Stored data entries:
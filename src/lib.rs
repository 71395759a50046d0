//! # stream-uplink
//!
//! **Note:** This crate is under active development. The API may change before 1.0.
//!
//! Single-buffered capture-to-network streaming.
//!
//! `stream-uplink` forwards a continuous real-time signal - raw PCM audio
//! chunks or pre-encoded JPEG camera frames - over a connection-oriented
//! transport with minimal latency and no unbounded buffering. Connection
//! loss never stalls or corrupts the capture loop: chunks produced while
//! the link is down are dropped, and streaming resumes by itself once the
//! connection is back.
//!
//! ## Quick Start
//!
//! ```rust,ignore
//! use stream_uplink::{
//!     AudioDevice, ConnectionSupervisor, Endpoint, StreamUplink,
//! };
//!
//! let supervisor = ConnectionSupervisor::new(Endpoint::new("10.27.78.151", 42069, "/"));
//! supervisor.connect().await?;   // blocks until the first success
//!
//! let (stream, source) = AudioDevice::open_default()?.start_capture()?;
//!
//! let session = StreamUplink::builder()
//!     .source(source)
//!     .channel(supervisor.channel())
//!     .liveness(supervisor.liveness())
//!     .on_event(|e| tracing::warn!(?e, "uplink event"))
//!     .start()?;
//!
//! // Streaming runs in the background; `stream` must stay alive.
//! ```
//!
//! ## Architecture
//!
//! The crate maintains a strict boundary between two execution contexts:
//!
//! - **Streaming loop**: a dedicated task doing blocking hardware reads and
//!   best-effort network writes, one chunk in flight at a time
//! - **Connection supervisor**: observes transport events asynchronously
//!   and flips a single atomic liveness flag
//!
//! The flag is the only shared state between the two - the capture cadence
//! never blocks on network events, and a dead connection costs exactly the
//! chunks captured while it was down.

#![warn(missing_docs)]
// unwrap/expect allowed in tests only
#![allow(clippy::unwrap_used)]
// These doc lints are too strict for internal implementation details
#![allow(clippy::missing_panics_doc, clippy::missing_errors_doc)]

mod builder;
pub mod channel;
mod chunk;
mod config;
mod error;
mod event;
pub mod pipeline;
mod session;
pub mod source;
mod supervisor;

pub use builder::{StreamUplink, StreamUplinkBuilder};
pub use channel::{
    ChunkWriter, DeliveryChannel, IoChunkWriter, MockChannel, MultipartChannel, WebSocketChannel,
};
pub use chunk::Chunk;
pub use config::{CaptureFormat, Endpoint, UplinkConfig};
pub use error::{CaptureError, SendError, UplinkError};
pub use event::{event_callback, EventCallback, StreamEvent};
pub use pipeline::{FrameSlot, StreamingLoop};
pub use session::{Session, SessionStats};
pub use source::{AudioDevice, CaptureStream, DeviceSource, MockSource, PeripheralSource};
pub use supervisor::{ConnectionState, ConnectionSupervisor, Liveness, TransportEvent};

### WHAT YOU SHOULD DO
Starting at the first line of the records above, please copy each line exactly until you reach the line containing "chunks produced while". Include that line and stop there.

### SOLVED EXERCISE
filename src/lib.rs
repository 71395759a50046d0
//! # stream-uplink
//!
//! **Note:** This crate is under active development. The API may change before 1.0.
//!
//! Single-buffered capture-to-network streaming.
//!
//! `stream-uplink` forwards a continuous real-time signal - raw PCM audio
//! chunks or pre-encoded JPEG camera frames - over a connection-oriented
//! transport with minimal latency and no unbounded buffering. Connection
//! loss never stalls or corrupts the capture loop: chunks produced while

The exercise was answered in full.